Thanks for your careful testing and documentation! Yes, this looks like a bug. Maybe some variable does not get initialized correctly and then, depending on the compiler, this can lead to unreasonable values. Alternatively, maybe rounding errors sometimes lead to out-of-bounds addresses. If you would like to test if an out-of-bounds error occurs, you could check that the index ID is larger than 0 and never exceeds NSAM*IPAD/2*NSAM*IPAD*(NSAM*IPAD+2). If is outside of this range, skip CBUF = A3DF(ID) and set AINTERPO3DS = 0.0 before returning from the AINTERPO3DS subroutine.

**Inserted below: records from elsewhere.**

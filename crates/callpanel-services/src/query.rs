//! CDR query service
//!
//! Every operation takes the caller's [`SessionContext`]; the session is
//! resolved before the query runs, so queries never touch global auth state.

use crate::aggregator::{compute_statistics, select_active};
use crate::daily_summary::build_daily_summary;
use crate::history::HistoryPage;
use crate::report::ReportOverview;
use callpanel_auth::SessionContext;
use callpanel_core::{
    calendar::{self, DayWindow},
    config::DashboardConfig,
    models::{CallRecord, CallStatistics, DailySummary},
    traits::{CallRecordFilter, CallRecordStore, Pagination},
    AppResult,
};
use chrono::NaiveDate;
use chrono_tz::Tz;
use std::sync::Arc;
use tracing::{debug, instrument};

/// Read-side service over the call record store
pub struct CdrQueryService {
    store: Arc<dyn CallRecordStore>,
    settings: DashboardConfig,
    tz: Tz,
}

impl CdrQueryService {
    /// Create a new query service
    ///
    /// # Errors
    ///
    /// Returns `AppError::Config` if the configured timezone is unknown
    pub fn new(store: Arc<dyn CallRecordStore>, settings: DashboardConfig) -> AppResult<Self> {
        let tz = settings.tz()?;
        Ok(Self {
            store,
            settings,
            tz,
        })
    }

    pub fn settings(&self) -> &DashboardConfig {
        &self.settings
    }

    /// Timezone that defines calendar days
    pub fn tz(&self) -> Tz {
        self.tz
    }

    /// Current calendar day
    pub fn today(&self) -> NaiveDate {
        calendar::today(self.tz)
    }

    /// Statistics over the calls of `day`
    #[instrument(skip(self, session), fields(extension = %session.extension_number()))]
    pub async fn today_stats(
        &self,
        session: &SessionContext,
        day: NaiveDate,
    ) -> AppResult<CallStatistics> {
        let window = DayWindow::checked(day, 1, self.tz)?;
        let filter = CallRecordFilter::between(window.from_instant(), window.until_instant());

        let records = self.store.fetch_call_records(&filter).await?;
        debug!("Computing statistics over {} records", records.len());

        Ok(compute_statistics(&records))
    }

    /// Calls inferred to be in progress
    #[instrument(skip(self, session), fields(extension = %session.extension_number()))]
    pub async fn active_calls(&self, session: &SessionContext) -> AppResult<Vec<CallRecord>> {
        let records = self
            .store
            .fetch_call_records(&CallRecordFilter::in_progress())
            .await?;

        Ok(select_active(&records))
    }

    /// One page of call history, most recent first
    #[instrument(skip(self, session), fields(extension = %session.extension_number()))]
    pub async fn history(
        &self,
        session: &SessionContext,
        page: i64,
        per_page: i64,
    ) -> AppResult<HistoryPage> {
        let pagination = Pagination::new(page, per_page);

        let (records, total) = self
            .store
            .fetch_call_records_page(pagination.offset(), pagination.limit())
            .await?;

        debug!(
            "History page {} returned {} of {} records",
            pagination.page,
            records.len(),
            total
        );

        Ok(HistoryPage::new(records, total, pagination))
    }

    /// Most recent calls for the dashboard
    pub async fn recent_calls(&self, session: &SessionContext) -> AppResult<Vec<CallRecord>> {
        let page = self
            .history(session, 1, self.settings.recent_calls_limit)
            .await?;
        Ok(page.records)
    }

    /// One summary per day of `[start_day, start_day + days)`
    #[instrument(skip(self, session), fields(extension = %session.extension_number()))]
    pub async fn daily_summary(
        &self,
        session: &SessionContext,
        start_day: NaiveDate,
        days: u32,
    ) -> AppResult<Vec<DailySummary>> {
        let window = DayWindow::checked(start_day, days, self.tz)?;
        if window.is_empty() {
            return Ok(Vec::new());
        }

        let filter = CallRecordFilter::between(window.from_instant(), window.until_instant());
        let records = self.store.fetch_call_records(&filter).await?;

        debug!(
            "Building {} day summary from {} records",
            window.days,
            records.len()
        );

        Ok(build_daily_summary(&window, &records))
    }

    /// Report headline numbers over `[start_day, start_day + days)`
    pub async fn report_overview(
        &self,
        session: &SessionContext,
        start_day: NaiveDate,
        days: u32,
    ) -> AppResult<ReportOverview> {
        let series = self.daily_summary(session, start_day, days).await?;
        Ok(ReportOverview::from_series(
            &series,
            self.settings.answer_rate_target_percent,
        ))
    }

    /// Default summary window: the configured number of days ending today
    pub fn default_window(&self) -> DayWindow {
        DayWindow::ending_on(self.today(), self.settings.summary_days, self.tz)
    }
}

impl std::fmt::Debug for CdrQueryService {
    fn fmt(&self, f: &mut std::fmt::Formatter<'_>) -> std::fmt::Result {
        f.debug_struct("CdrQueryService")
            .field("settings", &self.settings)
            .field("tz", &self.tz)
            .finish()
    }
}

The makefiles used to compile the binaries are Makefile_linux_amd64_pgi_static and Makefile_linux_amd64_pgi_mp_static.

rdrighetto
Offline
Joined: 5 Aug 2015
Thanks a lot for the quick

Thanks a lot for the quick and detailed reply, Niko.
I will first verify if the error persists using PGI to see the behavior of different compilers, and then implement the additional checks. I'll post the results here.

rdrighetto
Offline
Joined: 5 Aug 2015
PGI compiler prevents crash

I confirm that the PGI compiler is somehow able to prevent this segmentation fault.

For the other compilers (I tested Intel only) I tried to patch ainterpo3ds.f as suggested, but it resulted in .par files with alignment parameters all equal to 0.0, also many ***** and NaN values.
The patched code can be downloaded here:
https://drive.switch.ch/index.php/s/f6xWrRS8FhVragY
Maybe I did something wrong.

niko
Offline
Joined: 5 May 2009
Thanks for trying. I am glad

Thanks for trying. I am glad it works with the PGI compiler.